US charges Afghan-born suspect with NY, NJ attacks

Agence France-Presse

This is AI generated summarization, which may have errors. For context, always refer to the full article.

US charges Afghan-born suspect with NY, NJ attacks

AFP

The 13-page indictment slaps Ahmad Khan Rahami with 4 charges, including use of weapons of mass destruction, bombing a place of public use and destruction of property by means of fire or explosives

NEW YORK, USA – The United States on Tuesday, September 20, charged an Afghan-born US suspect on multiple terror counts in connection with bomb attacks in New York and New Jersey and other planted devices.

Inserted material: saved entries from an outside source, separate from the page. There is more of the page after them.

//! Server Configuration
//!
//! Read from the environment (after `.env` is loaded).

use std::str::FromStr;
use std::time::Duration;

use anyhow::{bail, Context};

#[derive(Clone, Copy, Debug, PartialEq, Eq)]
pub enum ProviderKind {
    Gemini,
    Ollama,
}

impl FromStr for ProviderKind {
    type Err = anyhow::Error;

    fn from_str(s: &str) -> anyhow::Result<Self> {
        match s.trim().to_lowercase().as_str() {
            "gemini" => Ok(Self::Gemini),
            "ollama" => Ok(Self::Ollama),
            other => bail!("unknown LLM_PROVIDER '{}' (expected gemini or ollama)", other),
        }
    }
}

#[derive(Clone, Debug)]
pub struct ServerConfig {
    pub bind_addr: String,
    pub provider: ProviderKind,
    pub model: String,
    /// Deadline for one chat request
    pub request_timeout: Option<Duration>,
}

impl ServerConfig {
    pub fn from_env() -> anyhow::Result<Self> {
        Self::from_lookup(|key| std::env::var(key).ok())
    }

    fn from_lookup(var: impl Fn(&str) -> Option<String>) -> anyhow::Result<Self> {
        let provider = var("LLM_PROVIDER")
            .map(|p| p.parse())
            .transpose()?
            .unwrap_or(ProviderKind::Gemini);

        let model = match provider {
            ProviderKind::Gemini => var("GEMINI_MODEL").unwrap_or_else(|| "gemini-1.5-flash".into()),
            ProviderKind::Ollama => var("OLLAMA_MODEL").unwrap_or_else(|| "llama3.2".into()),
        };

        let request_timeout = var("CHAT_TIMEOUT_SECS")
            .map(|secs| secs.parse::<u64>().context("CHAT_TIMEOUT_SECS must be a number of seconds"))
            .transpose()?
            .filter(|secs| *secs > 0)
            .map(Duration::from_secs);

        Ok(Self {
            bind_addr: var("BIND_ADDR").unwrap_or_else(|| "0.0.0.0:3000".into()),
            provider,
            model,
            request_timeout,
        })
    }
}
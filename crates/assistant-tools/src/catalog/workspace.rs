//! Documents, calendar and email

use agent_core::{ParameterSchema, ToolSchema};
use serde_json::json;

use crate::backend::Endpoint;

pub fn definitions() -> Vec<(ToolSchema, Endpoint)> {
    vec![
        (
            ToolSchema::new("createDocument", "Create a new document in the user's workspace.")
                .param(ParameterSchema::required("title", "string", "Document title"))
                .param(ParameterSchema::required("content", "string", "Document body (Markdown)"))
                .category("documents")
                .side_effects(),
            Endpoint::post("/documents"),
        ),
        (
            ToolSchema::new("getDocument", "Read a document from the user's workspace.")
                .param(ParameterSchema::required("documentId", "string", "Document identifier"))
                .category("documents"),
            Endpoint::get("/documents/{documentId}"),
        ),
        (
            ToolSchema::new("listCalendarEvents", "List events on the user's calendar in a time range.")
                .param(ParameterSchema::optional("timeMin", "string", "Range start, RFC 3339"))
                .param(ParameterSchema::optional("timeMax", "string", "Range end, RFC 3339"))
                .param(
                    ParameterSchema::optional("maxResults", "integer", "Maximum number of events")
                        .with_default(json!(10)),
                )
                .category("calendar"),
            Endpoint::get("/calendar/events"),
        ),
        (
            ToolSchema::new("createCalendarEvent", "Add an event to the user's calendar.")
                .param(ParameterSchema::required("summary", "string", "Event title"))
                .param(ParameterSchema::required("start", "string", "Start time, RFC 3339"))
                .param(ParameterSchema::required("end", "string", "End time, RFC 3339"))
                .param(ParameterSchema::optional("description", "string", "Event details"))
                .param(ParameterSchema::optional("attendees", "array", "Attendee email addresses"))
                .category("calendar")
                .side_effects(),
            Endpoint::post("/calendar/events"),
        ),
        (
            ToolSchema::new("listEmails", "List recent emails in the user's inbox.")
                .param(ParameterSchema::optional("query", "string", "Search filter, e.g. from:alice"))
                .param(
                    ParameterSchema::optional("maxResults", "integer", "Maximum number of emails")
                        .with_default(json!(10)),
                )
                .category("email"),
            Endpoint::get("/emails"),
        ),
        (
            ToolSchema::new("sendEmail", "Send an email on the user's behalf. Confirm with the user first.")
                .param(ParameterSchema::required("to", "string", "Recipient address"))
                .param(ParameterSchema::required("subject", "string", "Subject line"))
                .param(ParameterSchema::required("body", "string", "Plain-text body"))
                .category("email")
                .side_effects(),
            Endpoint::post("/emails/send"),
        ),
    ]
}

US prosecutors said Ahmad Khan Rahami, 28, carried out Saturday’s bombings in Manhattan’s Chelsea neighborhood and along the route of a US Marine Corps run in New Jersey, which aborted the race.

The 13-page indictment slapped him with 4 charges, including use of weapons of mass destruction, bombing a place of public use and destruction of property by means of fire or explosives.

A total of 31 people were wounded in the Chelsea attack, including a victim from Britain, a driver knocked unconscious and a woman who had ball bearings, metal and wood removed from her body, it said.

The bomb was a pressure cooker device, packed with ball bearings and steel nuts, placed in a dumpster and detonated by a timed device – similar to a second bomb discovered four blocks away.

The indictment said five pipe bombs found in Rahami’s hometown of Elizabeth and from the second device safely defused in Chelsea, were covered in the suspect’s fingerprints.

Surveillance footage also put him in Chelsea, and Rahami bought the ingredients for the bombs from eBay over the summer, prosecutors said. 

A social media account under the name yaafghankid786, favorited two jihadi videos and he kept a handwritten journal that lauded Osama bin Laden and criticized US wars in Iraq, Afghanistan and Syria, it said.

A video recovered from the cell phone of a relative also showed Rahami igniting an incendiary device two days before the bombings in or near his home in Elizabeth, the indictment alleged.

Stabbed brother

Rahami was shot and captured on Monday, September 19, in Linden, New Jersey, just 4 hours after the FBI released his mugshot and sent an emergency cellphone alert to millions of people.

He has also been charged in New Jersey with unlawful weapon possession and five counts of attempted murder of a police official.

The terror charges come after the FBI admitted that they investigated Rahami for terrorism in 2014 following a complaint from his father, but found no link despite alleged acts of violence.

Mohammad Rahami, an immigrant from Afghanistan who brought his children to the United States, said he warned the FBI that his son was a danger and a terrorist in 2014.

“He doing bad, he stabbed my son, he hit my wife,” he told reporters.

In August 2014, Rahami was charged with aggravated assault and unlawful possession of a knife after being accused of stabbing Nasim Rahami in the leg.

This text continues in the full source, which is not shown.